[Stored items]
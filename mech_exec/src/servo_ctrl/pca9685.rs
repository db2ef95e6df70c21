//! [`ServoDriver`] implementation for the PCA9685 driver

// ------------------------------------------------------------------------------------------------
// IMPORTS
// ------------------------------------------------------------------------------------------------

use embedded_hal::blocking::i2c::{Write, WriteRead};
use pwm_pca9685::{Address, Channel, Pca9685};

use super::{ServoDriver, ServoError};

// ------------------------------------------------------------------------------------------------
// CONSTANTS
// ------------------------------------------------------------------------------------------------

/// Number of counts in one PWM period
const MAX_PWM: u16 = 4096;

/// Frequency of the board's internal oscillator.
///
/// Units: Hertz
const OSC_FREQ_HZ: f64 = 25_000_000.0;

// ------------------------------------------------------------------------------------------------
// STRUCTS
// ------------------------------------------------------------------------------------------------

/// A PCA9685 board together with its output frequency.
pub struct Pca9685Servo<I2C> {
    pwm: Pca9685<I2C>,

    /// Length of one PWM period.
    ///
    /// Units: microseconds
    period_us: f64,
}

// ------------------------------------------------------------------------------------------------
// IMPLS
// ------------------------------------------------------------------------------------------------

impl<I2C, E> Pca9685Servo<I2C>
where
    I2C: Write<Error = E> + WriteRead<Error = E>,
{
    /// Configure the board at `address` for the given output frequency and enable it.
    pub fn new(i2c: I2C, address: u8, freq_hz: f64) -> Result<Self, ServoError> {
        let mut pwm = Pca9685::new(i2c, Address::from(address)).map_err(map_err)?;

        pwm.set_prescale(prescale(freq_hz)?).map_err(map_err)?;
        pwm.enable().map_err(map_err)?;

        Ok(Self {
            pwm,
            period_us: 1e6 / freq_hz,
        })
    }

    /// Release the underlying I2C bus.
    pub fn destroy(self) -> I2C {
        self.pwm.destroy()
    }
}

impl<I2C, E> ServoDriver for Pca9685Servo<I2C>
where
    I2C: Write<Error = E> + WriteRead<Error = E>,
{
    type Channel = Channel;

    fn set_pulse_width(&mut self, channel: Self::Channel, pulse_us: u16) -> Result<(), ServoError> {
        let ticks = pulse_ticks(pulse_us, self.period_us);

        self.pwm
            .set_channel_on_off(channel, 0, ticks)
            .map_err(map_err)
    }

    fn set_off(&mut self, channel: Self::Channel) -> Result<(), ServoError> {
        self.pwm.set_channel_on_off(channel, 0, 0).map_err(map_err)
    }
}

// ------------------------------------------------------------------------------------------------
// FUNCTIONS
// ------------------------------------------------------------------------------------------------

/// Get the board channel from its index.
pub fn channel_from_index(index: u8) -> Result<Channel, ServoError> {
    Ok(match index {
        0 => Channel::C0,
        1 => Channel::C1,
        2 => Channel::C2,
        3 => Channel::C3,
        4 => Channel::C4,
        5 => Channel::C5,
        6 => Channel::C6,
        7 => Channel::C7,
        8 => Channel::C8,
        9 => Channel::C9,
        10 => Channel::C10,
        11 => Channel::C11,
        12 => Channel::C12,
        13 => Channel::C13,
        14 => Channel::C14,
        15 => Channel::C15,
        _ => return Err(ServoError::InvalidInput),
    })
}

/// Prescale register value for an output frequency.
fn prescale(freq_hz: f64) -> Result<u8, ServoError> {
    let value = (OSC_FREQ_HZ / (MAX_PWM as f64 * freq_hz)).round() - 1.0;

    // The board only accepts prescales of 3 and above
    if !(3.0..=255.0).contains(&value) {
        return Err(ServoError::InvalidInput);
    }

    Ok(value as u8)
}

/// Number of counts of the period a pulse stays high for, truncated.
fn pulse_ticks(pulse_us: u16, period_us: f64) -> u16 {
    let ticks = (pulse_us as f64 * MAX_PWM as f64 / period_us) as u16;
    ticks.min(MAX_PWM - 1)
}

fn map_err<E>(e: pwm_pca9685::Error<E>) -> ServoError {
    match e {
        pwm_pca9685::Error::I2C(_) => ServoError::I2c,
        _ => ServoError::InvalidInput,
    }
}

#[cfg(test)]
mod test {
    use super::*;

    /// I2C bus which records every write.
    #[derive(Default)]
    struct MockI2c {
        writes: Vec<(u8, Vec<u8>)>,
    }

    impl Write for MockI2c {
        type Error = ();

        fn write(&mut self, address: u8, bytes: &[u8]) -> Result<(), ()> {
            self.writes.push((address, bytes.to_vec()));
            Ok(())
        }
    }

    impl WriteRead for MockI2c {
        type Error = ();

        fn write_read(&mut self, _address: u8, _bytes: &[u8], buffer: &mut [u8]) -> Result<(), ()> {
            for b in buffer.iter_mut() {
                *b = 0;
            }
            Ok(())
        }
    }

    #[test]
    fn test_prescale() {
        assert_eq!(prescale(50.0).unwrap(), 121);
        assert!(prescale(10_000.0).is_err());
    }

    #[test]
    fn test_pulse_ticks() {
        // 50 Hz gives a 20 ms period
        assert_eq!(pulse_ticks(1100, 20_000.0), 225);
        assert_eq!(pulse_ticks(900, 20_000.0), 184);
        assert_eq!(pulse_ticks(20_000, 20_000.0), 4095);
    }

    #[test]
    fn test_pulse_write() {
        let mut servo = Pca9685Servo::new(MockI2c::default(), 0x40, 50.0).unwrap();

        servo
            .set_pulse_width(channel_from_index(1).unwrap(), 1100)
            .unwrap();
        servo.set_off(channel_from_index(1).unwrap()).unwrap();

        let i2c = servo.destroy();

        assert!(i2c.writes.iter().all(|(addr, _)| *addr == 0x40));

        // LED1_ON_L is register 0x0A, on = 0 and off = 225
        let n = i2c.writes.len();
        assert_eq!(i2c.writes[n - 2].1, vec![0x0A, 0, 0, 225, 0]);
        assert_eq!(i2c.writes[n - 1].1, vec![0x0A, 0, 0, 0, 0]);
    }

    #[test]
    fn test_channel_from_index() {
        assert!(matches!(channel_from_index(0), Ok(Channel::C0)));
        assert!(matches!(channel_from_index(15), Ok(Channel::C15)));
        assert!(channel_from_index(16).is_err());
    }
}
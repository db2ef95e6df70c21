//! Host platform (linux for example) utility functions

use std::path::PathBuf;

/// Name of the environment variable pointing at the software root directory.
///
/// The root holds the `params` and `sessions` directories.
pub const SW_ROOT_ENV: &str = "ROBOT_SW_ROOT";

/// Retrieve uname information.
pub fn get_uname() -> std::io::Result<uname::Info> {
    uname::uname()
}

/// Get the software root directory from the environment.
pub fn get_sw_root() -> Result<PathBuf, std::env::VarError> {
    std::env::var(SW_ROOT_ENV).map(PathBuf::from)
}
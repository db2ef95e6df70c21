//! Generic logger utility functions
//!
//! All executables log through the `log` facade, this module sets up the
//! `fern` backend writing to both stdout and the session log file.

// ---------------------------------------------------------------------------
// IMPORTS
// ---------------------------------------------------------------------------

// External imports
use log::{self, info};
use colored::{ColoredString, Colorize};
use thiserror::Error;

// Internal imports
use crate::session;

// Re-exports
pub use log::LevelFilter;

// ---------------------------------------------------------------------------
// ENUMERATIONS
// ---------------------------------------------------------------------------

/// Errors associated with initialising the logger.
#[derive(Debug, Error)]
pub enum LoggerInitError {
    #[error("Expected a log level less than `INFO`, found `{0}`")]
    InvalidMinLogLevel(log::LevelFilter),

    #[error("Error initialising the log file: {0}")]
    LogFileInitError(std::io::Error),

    #[error("An error occured while setting up the logger: {0}")]
    FernInitError(log::SetLoggerError)
}

// ---------------------------------------------------------------------------
// PUBLIC FUNCTIONS
// ---------------------------------------------------------------------------

/// Initialise the logger for this execution.
/// 
/// # Notes
/// 
/// - `min_level` must be greater than `log::Level::Info`.
/// 
/// # Safety
/// 
/// - This function must only be called once to prevent corrupting logs.
pub fn logger_init(
    min_level: self::LevelFilter, 
    session: &session::Session
) -> Result<(), LoggerInitError> {

    if !min_level_allowed(min_level) {
        return Err(LoggerInitError::InvalidMinLogLevel(min_level))
    }

    // Setup the logger using fern's builder pattern
    fern::Dispatch::new()
        .format(|out, message, record| {

            // If debug or trace include the target, otherwise don't include it
            if record.level() > log::Level::Info {
                out.finish(format_args!(
                    "[{:10.6} {}] {}: {}",
                    session::get_elapsed_seconds(),
                    level_to_str(record.level()),
                    record.target(),
                    message
                ))
            }
            else {
                out.finish(format_args!(
                    "[{:10.6} {}] {}",
                    session::get_elapsed_seconds(),
                    level_to_str(record.level()),
                    message
                ))
            }

        })
        .level(min_level)
        // The HTTP stack is chatty at debug level
        .level_for("hyper", LevelFilter::Info)
        .level_for("mio", LevelFilter::Info)
        .chain(std::io::stdout())
        .chain(
            fern::log_file(&session.log_file_path)
                .map_err(LoggerInitError::LogFileInitError)?
        )
        .apply()
        .map_err(LoggerInitError::FernInitError)?;

    info!("Logging initialised");
    info!("    Session epoch: {}", session::get_epoch());
    info!("    Log level: {:?}", min_level);
    info!("    Log file path: {:?}", session.log_file_path);

    Ok(())
}

// ---------------------------------------------------------------------------
// PRIVATE FUNCTIONS
// ---------------------------------------------------------------------------

/// The logger must always show at least info level messages.
fn min_level_allowed(min_level: LevelFilter) -> bool {
    min_level >= log::Level::Info
}

/// Get the string representation of a log level
fn level_to_str(level: log::Level) -> ColoredString {
    match level {
        log::Level::Trace => "TRC".dimmed().italic(),
        log::Level::Debug => "DBG".dimmed(),
        log::Level::Info  => "INF".normal(),
        log::Level::Warn  => "WRN".yellow(),
        log::Level::Error => "ERR".red().bold()
    }
}

#[cfg(test)]
mod test {
    use super::*;

    #[test]
    fn test_min_level() {
        assert!(min_level_allowed(LevelFilter::Trace));
        assert!(min_level_allowed(LevelFilter::Info));
        assert!(!min_level_allowed(LevelFilter::Warn));
        assert!(!min_level_allowed(LevelFilter::Off));
    }
}
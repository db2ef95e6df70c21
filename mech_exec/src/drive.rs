//! # Drive mixing
//!
//! Converts a normalised joystick intent into a pair of signed wheel demands using tank (skid
//! steer) mixing, and applies those demands to the motor driver.

// ------------------------------------------------------------------------------------------------
// IMPORTS
// ------------------------------------------------------------------------------------------------

use comms_if::eqpt::mech::{Wheel, WheelDem, MAX_WHEEL_DEM};
use log::trace;

use crate::motor_ctrl::{MotorDriver, MotorError};

// ------------------------------------------------------------------------------------------------
// CONSTANTS
// ------------------------------------------------------------------------------------------------

/// Default wheel deadzone.
///
/// Units: percent duty
pub const DEADZONE_PCT: f64 = 5.0;

// ------------------------------------------------------------------------------------------------
// STRUCTS
// ------------------------------------------------------------------------------------------------

/// Owner of the motor driver, remembering the last demand to skip redundant writes.
pub struct DriveCtrl<M> {
    driver: M,

    deadzone_pct: f64,

    /// Last signed demands written, `None` if unknown (startup or after a fault)
    last: Option<(i32, i32)>,
}

// ------------------------------------------------------------------------------------------------
// IMPLS
// ------------------------------------------------------------------------------------------------

impl<M: MotorDriver> DriveCtrl<M> {
    pub fn new(driver: M, deadzone_pct: f64) -> Self {
        Self {
            driver,
            deadzone_pct,
            last: None,
        }
    }

    /// Mix an intent into wheel demands using this controller's deadzone.
    pub fn mix(&self, x: f64, y: f64) -> (i32, i32) {
        mix_tank(x, y, self.deadzone_pct)
    }

    /// Apply signed wheel demands.
    ///
    /// Returns `true` if the driver was written to, `false` if the demands matched the last ones.
    pub fn set(&mut self, left: i32, right: i32) -> Result<bool, MotorError> {
        if self.last == Some((left, right)) {
            return Ok(false);
        }

        trace!("Drive demands: left {}, right {}", left, right);

        self.write(WheelDem::from_signed(left), WheelDem::from_signed(right))?;
        self.last = Some((left, right));

        Ok(true)
    }

    /// Brake both wheels. Always writes to the driver.
    pub fn stop(&mut self) -> Result<(), MotorError> {
        self.write(WheelDem::STOP, WheelDem::STOP)?;
        self.last = Some((0, 0));
        Ok(())
    }

    /// True if the last written demand is non-zero, or unknown.
    pub fn is_active(&self) -> bool {
        self.last != Some((0, 0))
    }

    /// Stop the motors and release the driver outputs.
    pub fn release(&mut self) -> Result<(), MotorError> {
        self.last = None;
        self.driver.release()?;
        self.last = Some((0, 0));
        Ok(())
    }

    fn write(&mut self, left: WheelDem, right: WheelDem) -> Result<(), MotorError> {
        // Forget the last demand until both wheels are known to be written
        self.last = None;

        self.driver.set_wheel(Wheel::Left, left)?;
        self.driver.set_wheel(Wheel::Right, right)
    }
}

// ------------------------------------------------------------------------------------------------
// FUNCTIONS
// ------------------------------------------------------------------------------------------------

/// Convert joystick axes into signed `(left, right)` wheel demands in percent.
///
/// `x` is the turn demand (right positive) and `y` the forward demand, both in `[-1, 1]`.
pub fn joystick_to_motors(x: f64, y: f64) -> (i32, i32) {
    mix_tank(x, y, DEADZONE_PCT)
}

/// Tank mixing with an explicit deadzone.
///
/// Each side is clamped to `[-100, 100]`, zeroed if its magnitude is below the deadzone, then
/// truncated toward zero.
pub fn mix_tank(x: f64, y: f64, deadzone_pct: f64) -> (i32, i32) {
    let max = MAX_WHEEL_DEM as f64;

    let forward = y * max;
    let turn = x * max;

    let side = |v: f64| -> i32 {
        let v = util::maths::clamp(&v, &-max, &max);

        if v.abs() < deadzone_pct || !v.is_finite() {
            0
        } else {
            v as i32
        }
    };

    (side(forward + turn), side(forward - turn))
}

#[cfg(test)]
mod test {
    use super::*;
    use crate::motor_ctrl::SimMotorDriver;
    use comms_if::eqpt::mech::Direction;

    #[test]
    fn test_joystick_to_motors() {
        assert_eq!(joystick_to_motors(0.0, 1.0), (100, 100));
        assert_eq!(joystick_to_motors(0.0, -1.0), (-100, -100));
        assert_eq!(joystick_to_motors(1.0, 0.0), (100, -100));
        assert_eq!(joystick_to_motors(-1.0, 0.0), (-100, 100));
        assert_eq!(joystick_to_motors(0.0, 0.0), (0, 0));

        // Saturation
        assert_eq!(joystick_to_motors(1.0, 1.0), (100, 0));
        assert_eq!(joystick_to_motors(0.5, 1.0), (100, 50));

        // Truncation and deadzone
        assert_eq!(joystick_to_motors(0.0, 0.057), (5, 5));
        assert_eq!(joystick_to_motors(0.0, 0.049), (0, 0));
        assert_eq!(joystick_to_motors(0.25, 0.25), (50, 0));
    }

    #[test]
    fn test_mix_bounds() {
        let steps: Vec<f64> = (-10..=10).map(|i| i as f64 / 10.0).collect();

        for &x in steps.iter() {
            for &y in steps.iter() {
                let (l, r) = joystick_to_motors(x, y);
                assert!((-100..=100).contains(&l));
                assert!((-100..=100).contains(&r));
                assert!(l == 0 || l.abs() >= 5);
                assert!(r == 0 || r.abs() >= 5);

                if x == 0.0 {
                    assert_eq!(l, r);
                }
            }
        }
    }

    #[test]
    fn test_drive_ctrl_skips_redundant() {
        let sim = SimMotorDriver::new();
        let mut drive = DriveCtrl::new(sim.clone(), DEADZONE_PCT);

        assert!(drive.is_active());
        assert!(drive.set(50, -20).unwrap());
        assert!(!drive.set(50, -20).unwrap());
        assert_eq!(sim.num_writes(), 2);
        assert_eq!(sim.current(), (50, -20));
        assert_eq!(sim.last(Wheel::Right).unwrap().dir, Direction::Reverse);

        // Stop always writes
        drive.stop().unwrap();
        drive.stop().unwrap();
        assert_eq!(sim.num_writes(), 6);
        assert_eq!(sim.last(Wheel::Left), Some(WheelDem::STOP));
        assert!(!drive.is_active());
    }

    #[test]
    fn test_drive_ctrl_fault_forgets_last() {
        let sim = SimMotorDriver::new();
        let mut drive = DriveCtrl::new(sim.clone(), DEADZONE_PCT);

        drive.set(30, 30).unwrap();
        sim.set_failing(true);
        assert!(drive.set(0, 0).is_err());
        assert!(drive.is_active());

        // Retried once the fault clears even though the demand matches
        sim.set_failing(false);
        assert!(drive.set(0, 0).unwrap());
        assert!(!drive.is_active());
    }
}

■ **What you need to do**
Going back over the entries above, copy word for word every line from the one that has "period_us: 1e6 /" on through the one that has "fn set_off(&mut self, channel: Self::Channel)".

■ **Exercise output**
            period_us: 1e6 / freq_hz,
        })
    }

    /// Release the underlying I2C bus.
    pub fn destroy(self) -> I2C {
        self.pwm.destroy()
    }
}

impl<I2C, E> ServoDriver for Pca9685Servo<I2C>
where
    I2C: Write<Error = E> + WriteRead<Error = E>,
{
    type Channel = Channel;

    fn set_pulse_width(&mut self, channel: Self::Channel, pulse_us: u16) -> Result<(), ServoError> {
        let ticks = pulse_ticks(pulse_us, self.period_us);

        self.pwm
            .set_channel_on_off(channel, 0, ticks)
            .map_err(map_err)
    }

    fn set_off(&mut self, channel: Self::Channel) -> Result<(), ServoError> {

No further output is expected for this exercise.